### GIVEN ENTRIES
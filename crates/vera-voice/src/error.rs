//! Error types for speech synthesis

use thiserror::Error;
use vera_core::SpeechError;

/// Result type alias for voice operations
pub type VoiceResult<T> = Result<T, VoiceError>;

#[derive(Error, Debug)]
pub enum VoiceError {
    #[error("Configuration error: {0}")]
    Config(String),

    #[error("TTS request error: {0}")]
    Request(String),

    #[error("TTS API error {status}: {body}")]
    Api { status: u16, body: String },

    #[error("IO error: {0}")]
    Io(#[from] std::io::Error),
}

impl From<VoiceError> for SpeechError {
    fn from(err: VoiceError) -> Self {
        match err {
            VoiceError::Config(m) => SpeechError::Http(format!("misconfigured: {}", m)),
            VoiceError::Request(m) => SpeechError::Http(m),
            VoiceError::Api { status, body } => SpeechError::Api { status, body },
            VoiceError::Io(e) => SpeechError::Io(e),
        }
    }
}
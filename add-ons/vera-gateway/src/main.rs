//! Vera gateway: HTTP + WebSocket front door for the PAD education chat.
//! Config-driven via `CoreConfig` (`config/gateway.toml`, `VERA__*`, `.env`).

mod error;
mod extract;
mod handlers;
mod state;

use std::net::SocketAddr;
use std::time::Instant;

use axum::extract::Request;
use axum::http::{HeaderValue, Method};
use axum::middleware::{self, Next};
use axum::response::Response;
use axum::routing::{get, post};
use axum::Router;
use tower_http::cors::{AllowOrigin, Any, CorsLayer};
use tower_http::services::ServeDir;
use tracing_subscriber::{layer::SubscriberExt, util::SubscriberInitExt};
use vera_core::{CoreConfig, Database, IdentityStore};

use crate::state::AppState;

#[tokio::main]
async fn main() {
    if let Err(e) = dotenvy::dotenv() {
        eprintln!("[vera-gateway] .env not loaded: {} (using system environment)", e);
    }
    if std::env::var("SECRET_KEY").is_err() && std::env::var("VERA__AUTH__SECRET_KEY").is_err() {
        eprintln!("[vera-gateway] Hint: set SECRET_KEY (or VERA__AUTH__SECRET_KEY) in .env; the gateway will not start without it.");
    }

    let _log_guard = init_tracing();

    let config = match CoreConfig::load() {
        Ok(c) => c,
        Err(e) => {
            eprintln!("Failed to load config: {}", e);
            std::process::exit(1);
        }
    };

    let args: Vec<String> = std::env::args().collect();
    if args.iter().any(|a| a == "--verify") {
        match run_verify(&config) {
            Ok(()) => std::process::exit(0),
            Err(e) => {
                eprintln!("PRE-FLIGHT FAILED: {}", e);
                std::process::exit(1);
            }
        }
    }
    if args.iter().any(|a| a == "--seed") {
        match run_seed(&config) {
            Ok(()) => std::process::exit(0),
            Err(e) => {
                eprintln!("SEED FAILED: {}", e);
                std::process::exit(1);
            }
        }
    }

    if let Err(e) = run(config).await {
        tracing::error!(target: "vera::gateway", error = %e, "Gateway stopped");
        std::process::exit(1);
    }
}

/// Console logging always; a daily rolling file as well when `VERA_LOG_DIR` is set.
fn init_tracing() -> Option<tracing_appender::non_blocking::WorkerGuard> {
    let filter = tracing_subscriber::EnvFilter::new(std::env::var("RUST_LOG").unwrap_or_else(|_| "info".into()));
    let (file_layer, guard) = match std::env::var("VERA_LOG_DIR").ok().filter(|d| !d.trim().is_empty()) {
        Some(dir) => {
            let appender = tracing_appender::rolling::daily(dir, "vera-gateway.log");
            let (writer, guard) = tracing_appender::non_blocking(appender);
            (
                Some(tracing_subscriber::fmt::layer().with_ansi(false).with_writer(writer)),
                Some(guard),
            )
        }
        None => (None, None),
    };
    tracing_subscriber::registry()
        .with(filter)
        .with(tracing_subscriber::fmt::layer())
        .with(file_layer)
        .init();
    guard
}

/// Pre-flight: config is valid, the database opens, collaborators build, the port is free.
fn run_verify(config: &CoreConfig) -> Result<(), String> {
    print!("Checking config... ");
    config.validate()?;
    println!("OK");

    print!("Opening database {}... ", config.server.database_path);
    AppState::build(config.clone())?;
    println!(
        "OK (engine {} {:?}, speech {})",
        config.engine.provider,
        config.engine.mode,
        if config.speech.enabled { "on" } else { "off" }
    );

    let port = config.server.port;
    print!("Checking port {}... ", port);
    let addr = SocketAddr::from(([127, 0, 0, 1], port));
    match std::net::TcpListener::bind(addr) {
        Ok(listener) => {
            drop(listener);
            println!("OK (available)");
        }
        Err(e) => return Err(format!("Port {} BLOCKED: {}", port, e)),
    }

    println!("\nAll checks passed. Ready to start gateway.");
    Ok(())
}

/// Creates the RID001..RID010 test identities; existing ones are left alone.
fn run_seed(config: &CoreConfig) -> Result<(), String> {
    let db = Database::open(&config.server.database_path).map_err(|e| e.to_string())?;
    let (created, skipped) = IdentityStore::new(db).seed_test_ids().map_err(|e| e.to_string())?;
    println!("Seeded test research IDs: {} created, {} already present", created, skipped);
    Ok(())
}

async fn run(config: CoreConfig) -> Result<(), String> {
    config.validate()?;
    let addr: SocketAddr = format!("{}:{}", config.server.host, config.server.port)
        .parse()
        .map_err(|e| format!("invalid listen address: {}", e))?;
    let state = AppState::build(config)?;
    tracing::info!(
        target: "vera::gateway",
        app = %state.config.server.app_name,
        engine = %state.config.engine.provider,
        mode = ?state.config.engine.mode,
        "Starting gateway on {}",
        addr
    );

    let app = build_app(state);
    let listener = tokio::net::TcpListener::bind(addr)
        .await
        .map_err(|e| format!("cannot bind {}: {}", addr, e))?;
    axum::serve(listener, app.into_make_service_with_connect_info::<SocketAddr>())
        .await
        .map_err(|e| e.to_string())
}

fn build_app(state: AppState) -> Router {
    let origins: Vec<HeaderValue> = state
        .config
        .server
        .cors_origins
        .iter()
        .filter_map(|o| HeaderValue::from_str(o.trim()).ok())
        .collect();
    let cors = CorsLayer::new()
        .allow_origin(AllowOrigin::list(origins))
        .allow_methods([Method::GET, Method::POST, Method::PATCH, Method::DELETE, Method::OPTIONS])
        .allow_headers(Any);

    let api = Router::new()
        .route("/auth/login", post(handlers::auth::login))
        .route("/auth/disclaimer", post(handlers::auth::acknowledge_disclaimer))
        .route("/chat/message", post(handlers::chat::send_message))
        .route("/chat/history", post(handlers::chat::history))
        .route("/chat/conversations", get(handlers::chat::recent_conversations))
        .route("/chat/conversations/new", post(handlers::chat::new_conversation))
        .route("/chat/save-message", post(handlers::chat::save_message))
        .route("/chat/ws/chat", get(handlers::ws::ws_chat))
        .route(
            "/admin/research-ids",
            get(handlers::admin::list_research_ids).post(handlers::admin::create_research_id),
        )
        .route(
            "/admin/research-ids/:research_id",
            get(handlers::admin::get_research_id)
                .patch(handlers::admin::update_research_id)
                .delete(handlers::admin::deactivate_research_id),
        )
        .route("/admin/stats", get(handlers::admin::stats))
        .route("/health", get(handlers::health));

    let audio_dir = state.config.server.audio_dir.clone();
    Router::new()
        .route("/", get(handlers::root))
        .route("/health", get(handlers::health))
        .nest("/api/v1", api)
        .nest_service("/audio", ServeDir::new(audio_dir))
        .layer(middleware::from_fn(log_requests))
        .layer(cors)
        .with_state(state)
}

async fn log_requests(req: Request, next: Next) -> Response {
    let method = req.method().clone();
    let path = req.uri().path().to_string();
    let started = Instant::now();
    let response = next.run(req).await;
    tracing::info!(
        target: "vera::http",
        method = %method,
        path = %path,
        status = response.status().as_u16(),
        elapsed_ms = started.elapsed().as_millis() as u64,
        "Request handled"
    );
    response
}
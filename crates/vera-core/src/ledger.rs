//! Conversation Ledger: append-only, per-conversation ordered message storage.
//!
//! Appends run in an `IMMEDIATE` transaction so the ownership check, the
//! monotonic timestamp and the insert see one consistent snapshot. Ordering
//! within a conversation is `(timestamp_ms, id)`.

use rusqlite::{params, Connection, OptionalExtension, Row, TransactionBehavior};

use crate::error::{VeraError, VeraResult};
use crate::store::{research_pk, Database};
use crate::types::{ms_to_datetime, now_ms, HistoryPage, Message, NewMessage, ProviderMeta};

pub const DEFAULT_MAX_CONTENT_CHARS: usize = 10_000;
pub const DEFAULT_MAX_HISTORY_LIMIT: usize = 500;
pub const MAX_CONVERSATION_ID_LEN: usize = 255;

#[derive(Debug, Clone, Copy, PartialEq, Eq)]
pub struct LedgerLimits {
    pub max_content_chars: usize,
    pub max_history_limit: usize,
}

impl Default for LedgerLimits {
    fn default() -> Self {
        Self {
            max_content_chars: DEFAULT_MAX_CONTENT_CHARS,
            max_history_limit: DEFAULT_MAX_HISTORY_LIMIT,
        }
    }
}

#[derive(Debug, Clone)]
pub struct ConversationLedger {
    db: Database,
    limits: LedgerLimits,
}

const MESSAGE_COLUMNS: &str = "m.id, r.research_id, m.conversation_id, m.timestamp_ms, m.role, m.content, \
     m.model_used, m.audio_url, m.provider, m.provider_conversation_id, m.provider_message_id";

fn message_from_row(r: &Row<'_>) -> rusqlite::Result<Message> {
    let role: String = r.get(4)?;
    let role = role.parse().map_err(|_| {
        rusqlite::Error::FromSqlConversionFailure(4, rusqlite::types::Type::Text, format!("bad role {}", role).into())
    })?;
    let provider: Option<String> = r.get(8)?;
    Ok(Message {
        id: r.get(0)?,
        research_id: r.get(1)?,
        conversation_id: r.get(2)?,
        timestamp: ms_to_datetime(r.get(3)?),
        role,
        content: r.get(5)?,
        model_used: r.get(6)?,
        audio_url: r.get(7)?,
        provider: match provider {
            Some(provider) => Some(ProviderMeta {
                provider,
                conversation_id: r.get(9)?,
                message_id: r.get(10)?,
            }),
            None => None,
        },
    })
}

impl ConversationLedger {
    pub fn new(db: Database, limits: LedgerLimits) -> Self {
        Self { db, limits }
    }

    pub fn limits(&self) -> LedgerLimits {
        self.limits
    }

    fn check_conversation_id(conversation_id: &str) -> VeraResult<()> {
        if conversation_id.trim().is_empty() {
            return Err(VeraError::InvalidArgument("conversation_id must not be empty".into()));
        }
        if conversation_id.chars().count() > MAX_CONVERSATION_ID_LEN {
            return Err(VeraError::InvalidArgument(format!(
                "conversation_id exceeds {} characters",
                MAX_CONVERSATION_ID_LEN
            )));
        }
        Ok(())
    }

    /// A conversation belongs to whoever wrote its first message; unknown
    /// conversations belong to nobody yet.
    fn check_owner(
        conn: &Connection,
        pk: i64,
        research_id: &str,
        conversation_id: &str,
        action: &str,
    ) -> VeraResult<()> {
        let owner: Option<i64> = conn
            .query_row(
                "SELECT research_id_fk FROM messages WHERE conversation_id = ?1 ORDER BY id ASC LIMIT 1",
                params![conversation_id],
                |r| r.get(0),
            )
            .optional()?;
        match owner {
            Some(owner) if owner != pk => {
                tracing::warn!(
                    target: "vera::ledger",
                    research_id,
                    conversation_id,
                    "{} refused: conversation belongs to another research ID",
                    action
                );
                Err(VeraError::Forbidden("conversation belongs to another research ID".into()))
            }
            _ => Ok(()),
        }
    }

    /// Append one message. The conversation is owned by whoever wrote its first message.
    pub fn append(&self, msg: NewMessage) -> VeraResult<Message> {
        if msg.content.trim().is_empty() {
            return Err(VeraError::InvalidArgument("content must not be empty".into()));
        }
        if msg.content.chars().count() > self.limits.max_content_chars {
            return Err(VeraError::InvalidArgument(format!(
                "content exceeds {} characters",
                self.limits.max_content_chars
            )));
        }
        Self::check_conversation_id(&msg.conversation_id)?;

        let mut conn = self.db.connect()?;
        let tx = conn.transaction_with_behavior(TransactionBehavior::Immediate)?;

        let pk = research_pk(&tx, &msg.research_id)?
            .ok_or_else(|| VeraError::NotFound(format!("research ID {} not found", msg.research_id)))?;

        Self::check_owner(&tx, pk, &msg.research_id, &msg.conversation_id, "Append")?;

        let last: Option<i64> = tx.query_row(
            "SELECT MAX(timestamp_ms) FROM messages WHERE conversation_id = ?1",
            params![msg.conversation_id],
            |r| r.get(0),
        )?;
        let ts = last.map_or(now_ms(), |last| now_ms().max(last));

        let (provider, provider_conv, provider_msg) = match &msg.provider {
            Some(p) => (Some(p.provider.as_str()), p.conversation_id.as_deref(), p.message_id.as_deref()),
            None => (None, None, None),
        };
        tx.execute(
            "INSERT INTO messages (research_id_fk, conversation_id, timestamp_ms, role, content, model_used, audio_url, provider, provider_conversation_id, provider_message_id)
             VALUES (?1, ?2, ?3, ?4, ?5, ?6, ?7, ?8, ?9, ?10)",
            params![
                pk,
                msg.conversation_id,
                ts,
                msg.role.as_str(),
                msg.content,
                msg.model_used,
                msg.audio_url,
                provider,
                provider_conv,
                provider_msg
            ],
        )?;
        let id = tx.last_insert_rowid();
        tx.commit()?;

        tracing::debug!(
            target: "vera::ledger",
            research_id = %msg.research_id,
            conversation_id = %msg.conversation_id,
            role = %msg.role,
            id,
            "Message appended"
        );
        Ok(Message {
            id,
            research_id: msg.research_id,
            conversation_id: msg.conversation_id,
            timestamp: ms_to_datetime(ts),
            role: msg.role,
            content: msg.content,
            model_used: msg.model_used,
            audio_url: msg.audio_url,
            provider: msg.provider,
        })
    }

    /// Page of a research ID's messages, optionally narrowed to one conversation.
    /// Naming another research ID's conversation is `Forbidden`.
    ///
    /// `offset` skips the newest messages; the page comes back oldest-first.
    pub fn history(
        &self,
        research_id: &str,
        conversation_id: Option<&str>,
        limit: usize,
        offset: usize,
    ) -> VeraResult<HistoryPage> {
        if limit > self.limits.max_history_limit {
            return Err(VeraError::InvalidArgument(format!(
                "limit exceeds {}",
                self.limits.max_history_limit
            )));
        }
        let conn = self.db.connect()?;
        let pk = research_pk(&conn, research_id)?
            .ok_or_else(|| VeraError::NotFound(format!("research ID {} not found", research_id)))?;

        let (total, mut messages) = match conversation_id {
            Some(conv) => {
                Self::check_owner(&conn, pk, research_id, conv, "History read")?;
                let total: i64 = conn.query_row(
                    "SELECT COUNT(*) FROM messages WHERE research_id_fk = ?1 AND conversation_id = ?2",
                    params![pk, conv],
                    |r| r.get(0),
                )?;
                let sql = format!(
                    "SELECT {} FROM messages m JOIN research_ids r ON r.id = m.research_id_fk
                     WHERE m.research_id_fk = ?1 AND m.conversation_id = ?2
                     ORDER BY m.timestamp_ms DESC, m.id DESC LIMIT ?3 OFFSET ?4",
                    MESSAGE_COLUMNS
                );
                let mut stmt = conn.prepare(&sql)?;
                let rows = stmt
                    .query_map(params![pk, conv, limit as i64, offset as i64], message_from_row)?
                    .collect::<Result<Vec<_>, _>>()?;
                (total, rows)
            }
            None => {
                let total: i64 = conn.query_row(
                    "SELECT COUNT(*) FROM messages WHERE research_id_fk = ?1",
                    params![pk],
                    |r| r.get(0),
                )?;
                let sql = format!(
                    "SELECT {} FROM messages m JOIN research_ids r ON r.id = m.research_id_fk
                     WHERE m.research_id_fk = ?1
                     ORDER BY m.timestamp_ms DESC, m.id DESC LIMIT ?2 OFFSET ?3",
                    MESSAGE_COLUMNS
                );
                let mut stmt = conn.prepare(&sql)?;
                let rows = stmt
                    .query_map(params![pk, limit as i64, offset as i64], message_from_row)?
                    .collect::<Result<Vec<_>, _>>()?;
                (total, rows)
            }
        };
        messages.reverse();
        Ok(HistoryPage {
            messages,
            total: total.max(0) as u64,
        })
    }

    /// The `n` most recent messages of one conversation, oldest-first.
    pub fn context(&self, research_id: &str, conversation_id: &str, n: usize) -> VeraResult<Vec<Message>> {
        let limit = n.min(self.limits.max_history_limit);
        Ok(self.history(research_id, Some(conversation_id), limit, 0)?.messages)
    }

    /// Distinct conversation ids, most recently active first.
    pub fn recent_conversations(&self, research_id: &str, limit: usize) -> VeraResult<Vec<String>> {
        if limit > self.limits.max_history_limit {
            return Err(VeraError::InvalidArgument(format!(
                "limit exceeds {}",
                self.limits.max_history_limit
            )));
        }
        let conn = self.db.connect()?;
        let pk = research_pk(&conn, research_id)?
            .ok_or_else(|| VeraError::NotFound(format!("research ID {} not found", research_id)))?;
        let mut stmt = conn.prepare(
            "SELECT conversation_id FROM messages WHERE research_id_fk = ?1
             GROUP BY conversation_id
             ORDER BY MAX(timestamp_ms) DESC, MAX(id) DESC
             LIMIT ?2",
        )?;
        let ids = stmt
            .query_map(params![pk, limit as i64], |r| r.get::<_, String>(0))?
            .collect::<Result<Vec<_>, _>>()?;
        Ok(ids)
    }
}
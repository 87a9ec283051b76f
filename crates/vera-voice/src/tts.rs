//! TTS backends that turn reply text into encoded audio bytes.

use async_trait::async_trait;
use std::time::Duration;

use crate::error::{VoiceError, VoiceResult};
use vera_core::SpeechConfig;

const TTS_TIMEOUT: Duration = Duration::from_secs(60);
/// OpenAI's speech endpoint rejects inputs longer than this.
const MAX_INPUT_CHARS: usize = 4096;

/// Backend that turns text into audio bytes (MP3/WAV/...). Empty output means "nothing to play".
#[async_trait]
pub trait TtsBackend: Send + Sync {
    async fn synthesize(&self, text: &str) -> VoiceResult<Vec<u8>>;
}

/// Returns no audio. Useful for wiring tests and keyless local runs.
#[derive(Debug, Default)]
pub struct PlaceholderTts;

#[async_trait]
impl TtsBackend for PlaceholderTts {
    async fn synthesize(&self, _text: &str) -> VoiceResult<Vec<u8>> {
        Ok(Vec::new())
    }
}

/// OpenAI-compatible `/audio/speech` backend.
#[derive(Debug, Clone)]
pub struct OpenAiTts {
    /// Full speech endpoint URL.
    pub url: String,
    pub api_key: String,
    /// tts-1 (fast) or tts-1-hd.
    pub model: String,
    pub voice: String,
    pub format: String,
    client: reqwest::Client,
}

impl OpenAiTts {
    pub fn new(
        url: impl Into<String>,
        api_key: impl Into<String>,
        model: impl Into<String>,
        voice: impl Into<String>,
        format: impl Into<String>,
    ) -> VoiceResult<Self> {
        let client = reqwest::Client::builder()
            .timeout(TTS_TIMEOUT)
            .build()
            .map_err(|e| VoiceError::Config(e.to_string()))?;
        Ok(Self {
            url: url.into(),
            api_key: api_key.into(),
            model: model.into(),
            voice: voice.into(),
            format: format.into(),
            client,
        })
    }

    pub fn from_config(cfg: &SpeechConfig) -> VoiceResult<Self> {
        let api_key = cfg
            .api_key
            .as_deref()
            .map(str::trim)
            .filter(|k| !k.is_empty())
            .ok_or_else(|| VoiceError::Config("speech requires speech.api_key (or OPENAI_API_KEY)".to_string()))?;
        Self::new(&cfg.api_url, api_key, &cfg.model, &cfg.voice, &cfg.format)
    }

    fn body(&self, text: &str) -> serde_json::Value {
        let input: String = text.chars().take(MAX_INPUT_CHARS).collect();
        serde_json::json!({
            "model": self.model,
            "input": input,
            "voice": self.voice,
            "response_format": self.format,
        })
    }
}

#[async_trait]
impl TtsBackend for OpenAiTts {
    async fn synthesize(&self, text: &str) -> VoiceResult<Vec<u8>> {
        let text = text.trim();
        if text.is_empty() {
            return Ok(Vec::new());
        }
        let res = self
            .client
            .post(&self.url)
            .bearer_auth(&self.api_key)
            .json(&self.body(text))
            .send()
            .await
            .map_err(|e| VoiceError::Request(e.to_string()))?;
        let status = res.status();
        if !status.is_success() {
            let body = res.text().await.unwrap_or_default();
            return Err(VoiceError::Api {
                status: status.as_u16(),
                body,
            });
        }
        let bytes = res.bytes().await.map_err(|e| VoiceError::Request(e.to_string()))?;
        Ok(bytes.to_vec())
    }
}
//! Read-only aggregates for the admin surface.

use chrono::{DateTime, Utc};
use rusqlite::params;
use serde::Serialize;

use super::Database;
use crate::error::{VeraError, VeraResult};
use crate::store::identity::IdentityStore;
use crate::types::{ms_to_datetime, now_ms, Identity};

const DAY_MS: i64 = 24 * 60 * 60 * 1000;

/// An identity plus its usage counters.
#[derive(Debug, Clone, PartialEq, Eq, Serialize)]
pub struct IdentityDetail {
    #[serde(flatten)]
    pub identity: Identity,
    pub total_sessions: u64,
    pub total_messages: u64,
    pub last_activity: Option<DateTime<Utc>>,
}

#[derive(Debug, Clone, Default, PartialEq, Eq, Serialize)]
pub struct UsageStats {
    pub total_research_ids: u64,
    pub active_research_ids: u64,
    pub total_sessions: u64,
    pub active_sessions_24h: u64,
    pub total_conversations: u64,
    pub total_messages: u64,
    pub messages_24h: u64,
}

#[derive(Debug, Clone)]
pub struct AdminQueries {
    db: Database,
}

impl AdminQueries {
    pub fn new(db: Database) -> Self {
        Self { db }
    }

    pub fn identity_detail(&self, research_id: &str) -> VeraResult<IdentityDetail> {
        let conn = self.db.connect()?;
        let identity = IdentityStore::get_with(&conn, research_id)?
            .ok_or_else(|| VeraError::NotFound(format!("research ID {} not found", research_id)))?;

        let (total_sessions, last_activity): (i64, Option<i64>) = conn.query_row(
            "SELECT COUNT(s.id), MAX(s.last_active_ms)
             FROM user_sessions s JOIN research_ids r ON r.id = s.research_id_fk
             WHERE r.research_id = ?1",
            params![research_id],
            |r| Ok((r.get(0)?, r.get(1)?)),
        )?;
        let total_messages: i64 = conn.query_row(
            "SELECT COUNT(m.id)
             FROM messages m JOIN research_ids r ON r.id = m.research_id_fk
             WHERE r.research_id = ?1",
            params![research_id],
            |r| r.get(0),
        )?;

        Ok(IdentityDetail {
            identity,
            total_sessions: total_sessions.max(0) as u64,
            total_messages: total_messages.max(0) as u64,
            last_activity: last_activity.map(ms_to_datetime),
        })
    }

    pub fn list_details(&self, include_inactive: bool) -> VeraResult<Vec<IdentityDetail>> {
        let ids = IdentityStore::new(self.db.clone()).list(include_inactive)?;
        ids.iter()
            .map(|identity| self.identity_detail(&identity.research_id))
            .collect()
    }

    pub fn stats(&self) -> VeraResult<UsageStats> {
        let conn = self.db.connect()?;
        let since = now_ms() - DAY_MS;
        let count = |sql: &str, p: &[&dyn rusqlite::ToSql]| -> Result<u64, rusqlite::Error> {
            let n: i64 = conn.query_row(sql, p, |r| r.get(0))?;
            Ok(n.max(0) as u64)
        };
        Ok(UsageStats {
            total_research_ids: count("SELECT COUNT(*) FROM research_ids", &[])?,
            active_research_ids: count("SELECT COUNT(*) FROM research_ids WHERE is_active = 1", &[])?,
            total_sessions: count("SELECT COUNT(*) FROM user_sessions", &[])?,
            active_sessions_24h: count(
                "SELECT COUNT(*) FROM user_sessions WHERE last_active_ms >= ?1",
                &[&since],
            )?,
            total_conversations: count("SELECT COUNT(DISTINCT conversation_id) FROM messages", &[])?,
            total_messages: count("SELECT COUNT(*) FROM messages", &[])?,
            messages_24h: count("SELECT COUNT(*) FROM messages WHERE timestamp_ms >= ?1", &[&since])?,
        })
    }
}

### YOUR ASSIGNMENT
Could you give the number of lines in the data above that contain the string "tokio", with no other words?

### SOLUTION
2